Could you copy, exactly as written, every line from the first line of the records through the one containing "pub fn as_bool(&self)"?
::: Extracted records :::
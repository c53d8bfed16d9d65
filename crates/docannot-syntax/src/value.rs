use std::fmt;

// ============================================================================
// VALUES
// ============================================================================

/// A value written inside an annotation's argument list.
///
/// Constant references are resolved while parsing, and nested annotations
/// are already instantiated by the time they show up here.
#[derive(Debug, Clone, PartialEq)]
pub enum Value {
    Null,
    Bool(bool),
    Integer(i64),
    Float(f64),
    String(String),
    Array(ArrayValue),
    Annotation(Annotation),
}

impl Value {
    pub fn is_null(&self) -> bool {
        matches!(self, Value::Null)
    }

    pub fn is_array(&self) -> bool {
        matches!(self, Value::Array(_))
    }

    pub fn is_scalar(&self) -> bool {
        matches!(
            self,
            Value::Bool(_) | Value::Integer(_) | Value::Float(_) | Value::String(_)
        )
    }

    pub fn as_str(&self) -> Option<&str> {
        match self {
            Value::String(s) => Some(s),
            _ => None,
        }
    }

    pub fn as_i64(&self) -> Option<i64> {
        match self {
            Value::Integer(n) => Some(*n),
            _ => None,
        }
    }

    pub fn as_bool(&self) -> Option<bool> {
        match self {
            Value::Bool(b) => Some(*b),
            _ => None,
        }
    }

    pub fn as_array(&self) -> Option<&ArrayValue> {
        match self {
            Value::Array(a) => Some(a),
            _ => None,
        }
    }

    pub fn as_annotation(&self) -> Option<&Annotation> {
        match self {
            Value::Annotation(a) => Some(a),
            _ => None,
        }
    }

    /// Runtime kind label used in type error messages.
    pub fn kind_label(&self) -> &'static str {
        match self {
            Value::Null => "NULL",
            Value::Bool(_) => "boolean",
            Value::Integer(_) => "integer",
            Value::Float(_) => "double",
            Value::String(_) => "string",
            Value::Array(_) => "array",
            Value::Annotation(_) => "object",
        }
    }

    /// Kind label, or `an instance of T` for annotation instances.
    pub fn describe(&self) -> String {
        match self {
            Value::Annotation(a) => format!("an instance of {}", a.type_name()),
            other => other.kind_label().to_string(),
        }
    }

    /// Scalars are rendered bare, everything else as with `Display`.
    pub fn render_plain(&self) -> String {
        match self {
            Value::String(s) => s.clone(),
            Value::Annotation(a) => a.type_name().to_string(),
            other => other.to_string(),
        }
    }

    /// Equality that treats an integer and a float of the same magnitude
    /// as equal.
    pub fn loose_eq(&self, other: &Value) -> bool {
        match (self, other) {
            (Value::Integer(a), Value::Float(b)) | (Value::Float(b), Value::Integer(a)) => {
                (*a as f64) == *b
            }
            _ => self == other,
        }
    }
}

impl fmt::Display for Value {
    fn fmt(&self, f: &mut fmt::Formatter<'_>) -> fmt::Result {
        match self {
            Value::Null => f.write_str("null"),
            Value::Bool(b) => write!(f, "{}", b),
            Value::Integer(n) => write!(f, "{}", n),
            Value::Float(n) => write!(f, "{}", n),
            Value::String(s) => write!(f, "\"{}\"", s.replace('"', "\\\"")),
            Value::Array(a) => write!(f, "{}", a),
            Value::Annotation(a) => write!(f, "@{}", a.type_name()),
        }
    }
}

impl From<&str> for Value {
    fn from(s: &str) -> Self {
        Value::String(s.to_string())
    }
}

impl From<String> for Value {
    fn from(s: String) -> Self {
        Value::String(s)
    }
}

impl From<i64> for Value {
    fn from(n: i64) -> Self {
        Value::Integer(n)
    }
}

impl From<f64> for Value {
    fn from(n: f64) -> Self {
        Value::Float(n)
    }
}

impl From<bool> for Value {
    fn from(b: bool) -> Self {
        Value::Bool(b)
    }
}

impl From<ArrayValue> for Value {
    fn from(a: ArrayValue) -> Self {
        Value::Array(a)
    }
}

impl From<Annotation> for Value {
    fn from(a: Annotation) -> Self {
        Value::Annotation(a)
    }
}

// ============================================================================
// ARRAYS
// ============================================================================

#[derive(Debug, Clone, PartialEq, Eq, Hash)]
pub enum ArrayKey {
    Int(i64),
    Str(String),
}

impl fmt::Display for ArrayKey {
    fn fmt(&self, f: &mut fmt::Formatter<'_>) -> fmt::Result {
        match self {
            ArrayKey::Int(n) => write!(f, "{}", n),
            ArrayKey::Str(s) => f.write_str(s),
        }
    }
}

impl From<i64> for ArrayKey {
    fn from(n: i64) -> Self {
        ArrayKey::Int(n)
    }
}

impl From<&str> for ArrayKey {
    fn from(s: &str) -> Self {
        ArrayKey::Str(s.to_string())
    }
}

impl From<String> for ArrayKey {
    fn from(s: String) -> Self {
        ArrayKey::Str(s)
    }
}

/// Ordered key/value array.
///
/// Entries keep insertion order. Explicit keys are stored exactly as given,
/// so `{2="foo", 4="bar"}` holds only the keys 2 and 4. Entries without a key
/// receive one past the largest integer key seen so far. Inserting an
/// existing key replaces its value in place.
#[derive(Debug, Clone, Default, PartialEq)]
pub struct ArrayValue {
    entries: Vec<(ArrayKey, Value)>,
}

impl ArrayValue {
    pub fn new() -> Self {
        Self::default()
    }

    pub fn from_list(values: impl IntoIterator<Item = Value>) -> Self {
        let mut array = Self::new();
        for value in values {
            array.push(value);
        }
        array
    }

    fn next_index(&self) -> i64 {
        self.entries
            .iter()
            .filter_map(|(k, _)| match k {
                ArrayKey::Int(n) => Some(n.saturating_add(1)),
                ArrayKey::Str(_) => None,
            })
            .max()
            .unwrap_or(0)
            .max(0)
    }

    pub fn push(&mut self, value: Value) {
        let key = ArrayKey::Int(self.next_index());
        self.entries.push((key, value));
    }

    pub fn insert(&mut self, key: impl Into<ArrayKey>, value: Value) {
        let key = key.into();
        if let Some(slot) = self.entries.iter_mut().find(|(k, _)| *k == key) {
            slot.1 = value;
        } else {
            self.entries.push((key, value));
        }
    }

    pub fn get(&self, key: &ArrayKey) -> Option<&Value> {
        self.entries.iter().find(|(k, _)| k == key).map(|(_, v)| v)
    }

    pub fn get_index(&self, index: i64) -> Option<&Value> {
        self.get(&ArrayKey::Int(index))
    }

    pub fn get_key(&self, key: &str) -> Option<&Value> {
        self.entries
            .iter()
            .find(|(k, _)| matches!(k, ArrayKey::Str(s) if s == key))
            .map(|(_, v)| v)
    }

    pub fn contains_key(&self, key: &ArrayKey) -> bool {
        self.get(key).is_some()
    }

    pub fn contains_value(&self, value: &Value) -> bool {
        self.entries.iter().any(|(_, v)| v.loose_eq(value))
    }

    pub fn len(&self) -> usize {
        self.entries.len()
    }

    pub fn is_empty(&self) -> bool {
        self.entries.is_empty()
    }

    pub fn iter(&self) -> impl Iterator<Item = &(ArrayKey, Value)> {
        self.entries.iter()
    }

    pub fn keys(&self) -> impl Iterator<Item = &ArrayKey> {
        self.entries.iter().map(|(k, _)| k)
    }

    pub fn values(&self) -> impl Iterator<Item = &Value> {
        self.entries.iter().map(|(_, v)| v)
    }

    /// True when keys are exactly `0..len` in order.
    pub fn is_list(&self) -> bool {
        self.entries
            .iter()
            .enumerate()
            .all(|(i, (k, _))| *k == ArrayKey::Int(i as i64))
    }
}

impl FromIterator<Value> for ArrayValue {
    fn from_iter<I: IntoIterator<Item = Value>>(iter: I) -> Self {
        Self::from_list(iter)
    }
}

impl IntoIterator for ArrayValue {
    type Item = (ArrayKey, Value);
    type IntoIter = std::vec::IntoIter<(ArrayKey, Value)>;

    fn into_iter(self) -> Self::IntoIter {
        self.entries.into_iter()
    }
}

impl fmt::Display for ArrayValue {
    fn fmt(&self, f: &mut fmt::Formatter<'_>) -> fmt::Result {
        if self.is_list() {
            f.write_str("[")?;
            for (i, value) in self.values().enumerate() {
                if i > 0 {
                    f.write_str(",")?;
                }
                write!(f, "{}", value)?;
            }
            f.write_str("]")
        } else {
            f.write_str("{")?;
            for (i, (key, value)) in self.entries.iter().enumerate() {
                if i > 0 {
                    f.write_str(",")?;
                }
                write!(f, "\"{}\":{}", key, value)?;
            }
            f.write_str("}")
        }
    }
}

// ============================================================================
// NAMED FIELDS
// ============================================================================

/// Ordered name/value pairs: named arguments and instance properties.
#[derive(Debug, Clone, Default, PartialEq)]
pub struct Fields {
    entries: Vec<(String, Value)>,
}

impl Fields {
    pub fn new() -> Self {
        Self::default()
    }

    pub fn get(&self, name: &str) -> Option<&Value> {
        self.entries.iter().find(|(k, _)| k == name).map(|(_, v)| v)
    }

    pub fn get_mut(&mut self, name: &str) -> Option<&mut Value> {
        self.entries
            .iter_mut()
            .find(|(k, _)| k == name)
            .map(|(_, v)| v)
    }

    /// Sets `name`, replacing an existing value in place. Returns the old value.
    pub fn insert(&mut self, name: impl Into<String>, value: Value) -> Option<Value> {
        let name = name.into();
        match self.get_mut(&name) {
            Some(slot) => Some(std::mem::replace(slot, value)),
            None => {
                self.entries.push((name, value));
                None
            }
        }
    }

    pub fn remove(&mut self, name: &str) -> Option<Value> {
        let idx = self.entries.iter().position(|(k, _)| k == name)?;
        Some(self.entries.remove(idx).1)
    }

    pub fn contains(&self, name: &str) -> bool {
        self.get(name).is_some()
    }

    /// Present and not null.
    pub fn is_set(&self, name: &str) -> bool {
        self.get(name).is_some_and(|v| !v.is_null())
    }

    pub fn len(&self) -> usize {
        self.entries.len()
    }

    pub fn is_empty(&self) -> bool {
        self.entries.is_empty()
    }

    pub fn keys(&self) -> impl Iterator<Item = &str> {
        self.entries.iter().map(|(k, _)| k.as_str())
    }

    pub fn iter(&self) -> impl Iterator<Item = (&str, &Value)> {
        self.entries.iter().map(|(k, v)| (k.as_str(), v))
    }
}

impl IntoIterator for Fields {
    type Item = (String, Value);
    type IntoIter = std::vec::IntoIter<(String, Value)>;

    fn into_iter(self) -> Self::IntoIter {
        self.entries.into_iter()
    }
}

impl FromIterator<(String, Value)> for Fields {
    fn from_iter<I: IntoIterator<Item = (String, Value)>>(iter: I) -> Self {
        let mut fields = Fields::new();
        for (k, v) in iter {
            fields.insert(k, v);
        }
        fields
    }
}

impl fmt::Display for Fields {
    fn fmt(&self, f: &mut fmt::Formatter<'_>) -> fmt::Result {
        f.write_str("{")?;
        for (i, (key, value)) in self.entries.iter().enumerate() {
            if i > 0 {
                f.write_str(",")?;
            }
            write!(f, "\"{}\":{}", key, value)?;
        }
        f.write_str("}")
    }
}

// ============================================================================
// ANNOTATION INSTANCES
// ============================================================================

/// An instantiated annotation: its fully-qualified type name and properties.
#[derive(Debug, Clone, PartialEq)]
pub struct Annotation {
    type_name: String,
    properties: Fields,
}

impl Annotation {
    pub fn new(type_name: impl Into<String>) -> Self {
        Self {
            type_name: type_name.into(),
            properties: Fields::new(),
        }
    }

    pub fn with_property(mut self, name: impl Into<String>, value: Value) -> Self {
        self.properties.insert(name, value);
        self
    }

    pub fn type_name(&self) -> &str {
        &self.type_name
    }

    /// Case-insensitive type name comparison, ignoring a leading separator.
    pub fn is(&self, type_name: &str) -> bool {
        self.type_name
            .trim_start_matches('\\')
            .eq_ignore_ascii_case(type_name.trim_start_matches('\\'))
    }

    pub fn get(&self, name: &str) -> Option<&Value> {
        self.properties.get(name)
    }

    pub fn set(&mut self, name: impl Into<String>, value: Value) {
        self.properties.insert(name, value);
    }

    pub fn properties(&self) -> &Fields {
        &self.properties
    }

    pub fn properties_mut(&mut self) -> &mut Fields {
        &mut self.properties
    }
}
:::
Answer below:
repository c53d8bfed16d9d65
filename crates/docannot-syntax/src/value.rs
use std::fmt;

// ============================================================================
// VALUES
// ============================================================================

/// A value written inside an annotation's argument list.
///
/// Constant references are resolved while parsing, and nested annotations
/// are already instantiated by the time they show up here.
#[derive(Debug, Clone, PartialEq)]
pub enum Value {
    Null,
    Bool(bool),
    Integer(i64),
    Float(f64),
    String(String),
    Array(ArrayValue),
    Annotation(Annotation),
}

impl Value {
    pub fn is_null(&self) -> bool {
        matches!(self, Value::Null)
    }

    pub fn is_array(&self) -> bool {
        matches!(self, Value::Array(_))
    }

    pub fn is_scalar(&self) -> bool {
        matches!(
            self,
            Value::Bool(_) | Value::Integer(_) | Value::Float(_) | Value::String(_)
        )
    }

    pub fn as_str(&self) -> Option<&str> {
        match self {
            Value::String(s) => Some(s),
            _ => None,
        }
    }

    pub fn as_i64(&self) -> Option<i64> {
        match self {
            Value::Integer(n) => Some(*n),
            _ => None,
        }
    }

    pub fn as_bool(&self) -> Option<bool> {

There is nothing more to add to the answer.